Alice Mabel Jordan (November 7, 1870 – March 9, 1960) was an American librarian. She was the head of children's work at the Boston Public Library and advocate for their spaces to accommodate them. She was known for raising the standards of children’s librarianship across the nation, including requiring the candidates to have an education. She was also involved with aiding the development of the children’s library at the Boston Public Library. She was seen by many to be an expert on the field of children, as she was one of the first children’s librarians in the United States of America.
== Early life and education ==
	Alice Mabel Jordan was born November 7, 1870 in Thomaston, Maine. Her father was Joshua Jane Jordan, a sea captain from Maine, and her mother was Eliza Deborah (Bugbee) Jordan, a school teacher from Massachusetts. Her parents filled her life with stories, such as fairy tales and folk tales, and gave her a home school education while they were in Maine. Her father retired from the sea in 1880, and the family moved to Newton, Massachusetts. Jordan was then was enrolled in the public school system, where she would graduate in 1888 without much fanfare, she spent the next few years teaching until 1900, where she became a librarian.

== Career ==
	Jordan became an assistant librarian at the Boston Public Library in October, 1900, and would transfer to the Children's department shortly afterwards. She remained in service there until 1917, when she was promoted to be the Supervisor of Children's Work.

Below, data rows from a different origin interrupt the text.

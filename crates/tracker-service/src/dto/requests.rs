//! Request DTOs for use-case inputs
//!
//! All request DTOs implement `Deserialize` and `Validate`. The derive covers
//! length and shape; pattern rules and uniqueness are checked by
//! [`Validator`](crate::services::Validator).

use serde::Deserialize;
use tracker_core::{MemberId, RoleId};
use validator::Validate;

// ============================================================================
// Member Requests
// ============================================================================

/// Add or edit a member (admin only)
///
/// `password` is required when adding. When editing, a blank or missing
/// password keeps the stored hash.
#[derive(Debug, Clone, Default, Deserialize, Validate)]
pub struct MemberInput {
    #[validate(length(min = 3, max = 64, message = "Name must be 3-64 characters"))]
    pub name: String,

    #[validate(
        email(message = "Invalid email format"),
        length(max = 320, message = "Email must be at most 320 characters")
    )]
    pub email: String,

    #[validate(length(min = 8, max = 15, message = "Password must be 8-15 characters"))]
    pub password: Option<String>,

    /// Repeated password; checked against `password` when present
    pub confirm_password: Option<String>,

    #[serde(default)]
    pub is_admin: bool,
}

impl MemberInput {
    pub fn new(name: impl Into<String>, email: impl Into<String>) -> Self {
        Self {
            name: name.into(),
            email: email.into(),
            ..Self::default()
        }
    }

    /// Set the password and its confirmation to the same value
    pub fn with_password(mut self, password: impl Into<String>) -> Self {
        let password = password.into();
        self.confirm_password = Some(password.clone());
        self.password = Some(password);
        self
    }

    pub fn admin(mut self, is_admin: bool) -> Self {
        self.is_admin = is_admin;
        self
    }
}

/// Update the requester's own profile
#[derive(Debug, Clone, Default, Deserialize, Validate)]
pub struct ProfileInput {
    #[validate(
        email(message = "Invalid email format"),
        length(max = 320, message = "Email must be at most 320 characters")
    )]
    pub email: String,

    #[validate(length(min = 8, max = 15, message = "Password must be 8-15 characters"))]
    pub password: Option<String>,

    pub confirm_password: Option<String>,
}

// ============================================================================
// Course Requests
// ============================================================================

/// Add or edit a course
#[derive(Debug, Clone, Default, Deserialize, Validate)]
pub struct CourseInput {
    #[validate(length(min = 3, max = 64, message = "Course name must be 3-64 characters"))]
    pub name: String,

    #[validate(length(min = 3, max = 64, message = "Course code must be 3-64 characters"))]
    pub code: String,

    #[validate(length(max = 64, message = "Group must be at most 64 characters"))]
    pub group: Option<String>,

    #[validate(length(max = 256, message = "Description must be at most 256 characters"))]
    pub description: Option<String>,
}

impl CourseInput {
    pub fn new(name: impl Into<String>, code: impl Into<String>) -> Self {
        Self {
            name: name.into(),
            code: code.into(),
            ..Self::default()
        }
    }

    pub fn group(mut self, group: impl Into<String>) -> Self {
        self.group = Some(group.into());
        self
    }

    pub fn description(mut self, description: impl Into<String>) -> Self {
        self.description = Some(description.into());
        self
    }
}

// ============================================================================
// Role Requests
// ============================================================================

/// Add or edit a role
#[derive(Debug, Clone, Deserialize, Validate)]
pub struct RoleInput {
    #[validate(length(min = 3, max = 64, message = "Role name must be 3-64 characters"))]
    pub name: String,

    #[validate(range(min = 1, max = 99, message = "Privilege must be between 1 and 99"))]
    pub privilege: i32,
}

impl RoleInput {
    pub fn new(name: impl Into<String>, privilege: i32) -> Self {
        Self {
            name: name.into(),
            privilege,
        }
    }
}

// ============================================================================
// Assignment Requests
// ============================================================================

/// Desired role for one member of a course; `RoleId::UNASSIGNED` removes the member
#[derive(Debug, Clone, Copy, PartialEq, Eq, Deserialize)]
pub struct RoleAssignment {
    pub member_id: MemberId,
    pub role_id: RoleId,
}

impl RoleAssignment {
    pub fn new(member_id: MemberId, role_id: RoleId) -> Self {
        Self { member_id, role_id }
    }

    pub fn unassign(member_id: MemberId) -> Self {
        Self::new(member_id, RoleId::UNASSIGNED)
    }
}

	She went to Simmons College to teach children’s librarianship to the students from 1910 to 1922 when medical afflictions required her to step down from this position. Jordan also worked with Charles Belden to create the Boston Public Library Training School, as a way to raise the standards of professionalism in libraries.
== Retirement ==
	She retired November 30, 1940, from working at the Boston Public Library, and she began working on a book while in retirement, as well as reviewing books for Horn Publishing. She lived in Massachusetts until her death March 9, 1960.